Task description
From the entries that follow, pick out all lines holding "joining".

Data for the task
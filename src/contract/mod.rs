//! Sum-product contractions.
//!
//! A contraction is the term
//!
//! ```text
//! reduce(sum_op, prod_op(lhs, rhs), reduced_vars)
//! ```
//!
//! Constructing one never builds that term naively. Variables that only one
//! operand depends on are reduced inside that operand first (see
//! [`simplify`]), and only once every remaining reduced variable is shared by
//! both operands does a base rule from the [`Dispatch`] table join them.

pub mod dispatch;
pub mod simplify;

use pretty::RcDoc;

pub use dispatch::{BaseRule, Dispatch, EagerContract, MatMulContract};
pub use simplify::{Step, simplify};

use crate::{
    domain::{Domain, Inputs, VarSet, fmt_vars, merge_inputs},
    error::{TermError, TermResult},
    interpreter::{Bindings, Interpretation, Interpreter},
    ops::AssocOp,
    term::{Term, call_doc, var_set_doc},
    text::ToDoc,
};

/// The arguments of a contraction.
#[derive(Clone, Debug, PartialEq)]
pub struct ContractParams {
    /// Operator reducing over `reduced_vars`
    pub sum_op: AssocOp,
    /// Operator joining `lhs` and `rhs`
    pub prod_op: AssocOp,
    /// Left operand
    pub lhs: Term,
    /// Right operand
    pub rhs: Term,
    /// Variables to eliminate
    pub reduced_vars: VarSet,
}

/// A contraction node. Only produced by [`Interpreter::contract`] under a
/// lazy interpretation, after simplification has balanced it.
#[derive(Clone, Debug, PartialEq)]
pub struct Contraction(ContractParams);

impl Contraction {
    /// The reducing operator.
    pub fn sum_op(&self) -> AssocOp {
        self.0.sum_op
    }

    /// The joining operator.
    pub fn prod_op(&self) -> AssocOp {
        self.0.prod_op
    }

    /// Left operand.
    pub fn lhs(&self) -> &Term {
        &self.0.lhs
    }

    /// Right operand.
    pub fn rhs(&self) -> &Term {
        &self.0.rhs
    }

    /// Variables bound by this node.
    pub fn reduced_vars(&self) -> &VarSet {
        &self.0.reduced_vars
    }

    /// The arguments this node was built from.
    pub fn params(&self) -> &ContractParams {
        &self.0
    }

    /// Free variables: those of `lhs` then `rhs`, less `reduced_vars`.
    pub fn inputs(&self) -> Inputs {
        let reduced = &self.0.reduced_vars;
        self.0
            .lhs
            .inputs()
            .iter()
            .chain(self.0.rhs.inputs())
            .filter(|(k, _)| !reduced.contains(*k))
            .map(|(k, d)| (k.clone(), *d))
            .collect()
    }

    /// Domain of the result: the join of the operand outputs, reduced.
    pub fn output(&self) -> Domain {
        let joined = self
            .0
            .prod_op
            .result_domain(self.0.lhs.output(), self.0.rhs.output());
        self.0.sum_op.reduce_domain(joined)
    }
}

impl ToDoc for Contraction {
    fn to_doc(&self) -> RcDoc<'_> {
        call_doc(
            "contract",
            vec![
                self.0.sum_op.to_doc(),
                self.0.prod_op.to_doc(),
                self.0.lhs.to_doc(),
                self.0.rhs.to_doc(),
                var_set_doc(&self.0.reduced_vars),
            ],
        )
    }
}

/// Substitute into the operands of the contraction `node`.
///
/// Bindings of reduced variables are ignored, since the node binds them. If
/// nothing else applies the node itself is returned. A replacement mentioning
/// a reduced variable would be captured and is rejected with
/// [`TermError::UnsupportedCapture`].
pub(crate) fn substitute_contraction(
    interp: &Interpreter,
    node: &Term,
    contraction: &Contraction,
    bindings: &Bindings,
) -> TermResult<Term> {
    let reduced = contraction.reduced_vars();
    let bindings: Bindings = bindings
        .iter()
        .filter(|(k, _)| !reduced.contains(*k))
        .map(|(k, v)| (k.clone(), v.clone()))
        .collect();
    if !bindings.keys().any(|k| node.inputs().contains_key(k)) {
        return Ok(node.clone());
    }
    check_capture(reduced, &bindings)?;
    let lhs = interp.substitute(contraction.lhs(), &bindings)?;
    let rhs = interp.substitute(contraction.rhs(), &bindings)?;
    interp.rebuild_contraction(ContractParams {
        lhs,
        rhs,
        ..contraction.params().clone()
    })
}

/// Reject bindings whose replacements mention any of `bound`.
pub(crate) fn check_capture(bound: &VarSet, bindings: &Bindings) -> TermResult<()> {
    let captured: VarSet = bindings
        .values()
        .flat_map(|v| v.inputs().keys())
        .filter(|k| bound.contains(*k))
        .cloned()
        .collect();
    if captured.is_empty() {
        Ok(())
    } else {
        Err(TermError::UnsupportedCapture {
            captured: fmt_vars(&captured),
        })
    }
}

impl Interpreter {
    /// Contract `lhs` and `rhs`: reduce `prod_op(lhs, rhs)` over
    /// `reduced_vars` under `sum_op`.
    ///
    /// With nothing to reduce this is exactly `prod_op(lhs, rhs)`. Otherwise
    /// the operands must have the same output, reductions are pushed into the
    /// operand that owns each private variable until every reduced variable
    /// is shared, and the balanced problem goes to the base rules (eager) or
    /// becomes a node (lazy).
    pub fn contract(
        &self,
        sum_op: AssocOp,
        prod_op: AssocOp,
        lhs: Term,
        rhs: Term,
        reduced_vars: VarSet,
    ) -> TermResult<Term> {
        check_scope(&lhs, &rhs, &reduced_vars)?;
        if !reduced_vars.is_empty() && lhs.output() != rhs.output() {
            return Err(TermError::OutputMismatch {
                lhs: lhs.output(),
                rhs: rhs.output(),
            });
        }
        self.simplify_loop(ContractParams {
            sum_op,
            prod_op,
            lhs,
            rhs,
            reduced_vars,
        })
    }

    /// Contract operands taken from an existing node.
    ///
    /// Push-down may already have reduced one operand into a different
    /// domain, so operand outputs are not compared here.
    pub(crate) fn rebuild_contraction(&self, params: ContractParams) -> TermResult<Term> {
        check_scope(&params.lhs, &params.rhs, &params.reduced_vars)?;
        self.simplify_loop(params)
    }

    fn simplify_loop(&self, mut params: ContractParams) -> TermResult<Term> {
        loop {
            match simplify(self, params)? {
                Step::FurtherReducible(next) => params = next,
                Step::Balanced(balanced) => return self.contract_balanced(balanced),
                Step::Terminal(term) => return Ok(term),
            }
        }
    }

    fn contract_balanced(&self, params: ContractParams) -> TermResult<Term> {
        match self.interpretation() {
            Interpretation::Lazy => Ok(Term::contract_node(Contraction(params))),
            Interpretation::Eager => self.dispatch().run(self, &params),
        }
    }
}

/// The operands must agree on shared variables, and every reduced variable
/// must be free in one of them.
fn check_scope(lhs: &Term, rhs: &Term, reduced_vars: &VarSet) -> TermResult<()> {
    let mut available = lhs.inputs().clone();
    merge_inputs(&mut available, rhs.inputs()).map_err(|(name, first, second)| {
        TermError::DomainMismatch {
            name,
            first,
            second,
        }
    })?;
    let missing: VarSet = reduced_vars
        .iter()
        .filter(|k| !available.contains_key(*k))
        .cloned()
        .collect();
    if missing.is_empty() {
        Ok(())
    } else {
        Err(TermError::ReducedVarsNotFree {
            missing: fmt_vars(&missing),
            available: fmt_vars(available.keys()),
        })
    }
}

Result for this task
    /// Operator joining `lhs` and `rhs`
    /// The joining operator.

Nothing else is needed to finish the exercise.